-- Opening Marker --

//! Fins
//!
//! A fin carries two independently actuated degrees of freedom.

use crate::actuator::{Actuator, Commands};
use crate::error::MixError;
use serde::{Deserialize, Serialize};

/// Actuator slot within a fin
#[derive(Debug, Clone, Copy, PartialEq, Eq, Hash, Serialize, Deserialize)]
#[serde(rename_all = "snake_case")]
pub enum ActuatorSlot {
    Pitch,
    Flap,
}

impl ActuatorSlot {
    /// Evaluation order: pitch before flap
    pub const ALL: [ActuatorSlot; 2] = [ActuatorSlot::Pitch, ActuatorSlot::Flap];

    pub fn id(&self) -> i64 {
        match self {
            ActuatorSlot::Pitch => 0,
            ActuatorSlot::Flap => 1,
        }
    }

    pub fn from_id(id: i64) -> Option<Self> {
        match id {
            0 => Some(ActuatorSlot::Pitch),
            1 => Some(ActuatorSlot::Flap),
            _ => None,
        }
    }
}

#[derive(Debug, Clone, PartialEq, Default, Serialize, Deserialize)]
pub struct Fin {
    #[serde(default)]
    pub pitch: Actuator,
    #[serde(default)]
    pub flap: Actuator,
}

impl Fin {
    pub fn new(pitch: Actuator, flap: Actuator) -> Self {
        Self { pitch, flap }
    }

    pub fn actuator(&self, slot: ActuatorSlot) -> &Actuator {
        match slot {
            ActuatorSlot::Pitch => &self.pitch,
            ActuatorSlot::Flap => &self.flap,
        }
    }

    pub fn actuator_mut(&mut self, slot: ActuatorSlot) -> &mut Actuator {
        match slot {
            ActuatorSlot::Pitch => &mut self.pitch,
            ActuatorSlot::Flap => &mut self.flap,
        }
    }

    pub fn set_actuator(&mut self, slot: ActuatorSlot, actuator: Actuator) {
        *self.actuator_mut(slot) = actuator;
    }

    /// Assigned actuators, pitch before flap
    pub fn assigned(&self) -> impl Iterator<Item = (ActuatorSlot, &Actuator)> {
        ActuatorSlot::ALL
            .into_iter()
            .map(move |slot| (slot, self.actuator(slot)))
            .filter(|(_, a)| a.is_assigned())
    }

    /// Evaluate both actuators for an input sample
    pub fn evaluate(&self, inputs: &[f64]) -> Result<(Commands, Commands), MixError> {
        Ok((self.pitch.evaluate(inputs)?, self.flap.evaluate(inputs)?))
    }
}

#[cfg(test)]
mod tests {
    use super::*;
    use crate::actuator::Parameter;
    use crate::channel::OutputChannel;

    #[test]
    fn test_slot_ids() {
        assert_eq!(ActuatorSlot::from_id(0), Some(ActuatorSlot::Pitch));
        assert_eq!(ActuatorSlot::from_id(1), Some(ActuatorSlot::Flap));
        assert_eq!(ActuatorSlot::from_id(2), None);
        assert_eq!(ActuatorSlot::Flap.id(), 1);
    }

    #[test]
    fn test_assigned_order() {
        let fin = Fin::new(Actuator::new(4), Actuator::new(2));
        let servos: Vec<_> = fin.assigned().map(|(_, a)| a.servo).collect();
        assert_eq!(servos, vec![4, 2]);

        let only_flap = Fin::new(Actuator::default(), Actuator::new(0));
        let slots: Vec<_> = only_flap.assigned().map(|(s, _)| s).collect();
        assert_eq!(slots, vec![ActuatorSlot::Flap]);
    }

    #[test]
    fn test_set_actuator() {
        let mut fin = Fin::default();
        fin.set_actuator(
            ActuatorSlot::Flap,
            Actuator::new(5).with(Parameter::Amplitude, OutputChannel::new(0.3)),
        );
        let (pitch, flap) = fin.evaluate(&[]).unwrap();
        assert_eq!(pitch, Commands::ZERO);
        assert_eq!(flap.amplitude, 0.3);
    }
}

-- Closing Marker --

Show all lines in the entries above where the word "Some" appears.

            0 => Some(ActuatorSlot::Pitch),
            1 => Some(ActuatorSlot::Flap),
        assert_eq!(ActuatorSlot::from_id(0), Some(ActuatorSlot::Pitch));
        assert_eq!(ActuatorSlot::from_id(1), Some(ActuatorSlot::Flap));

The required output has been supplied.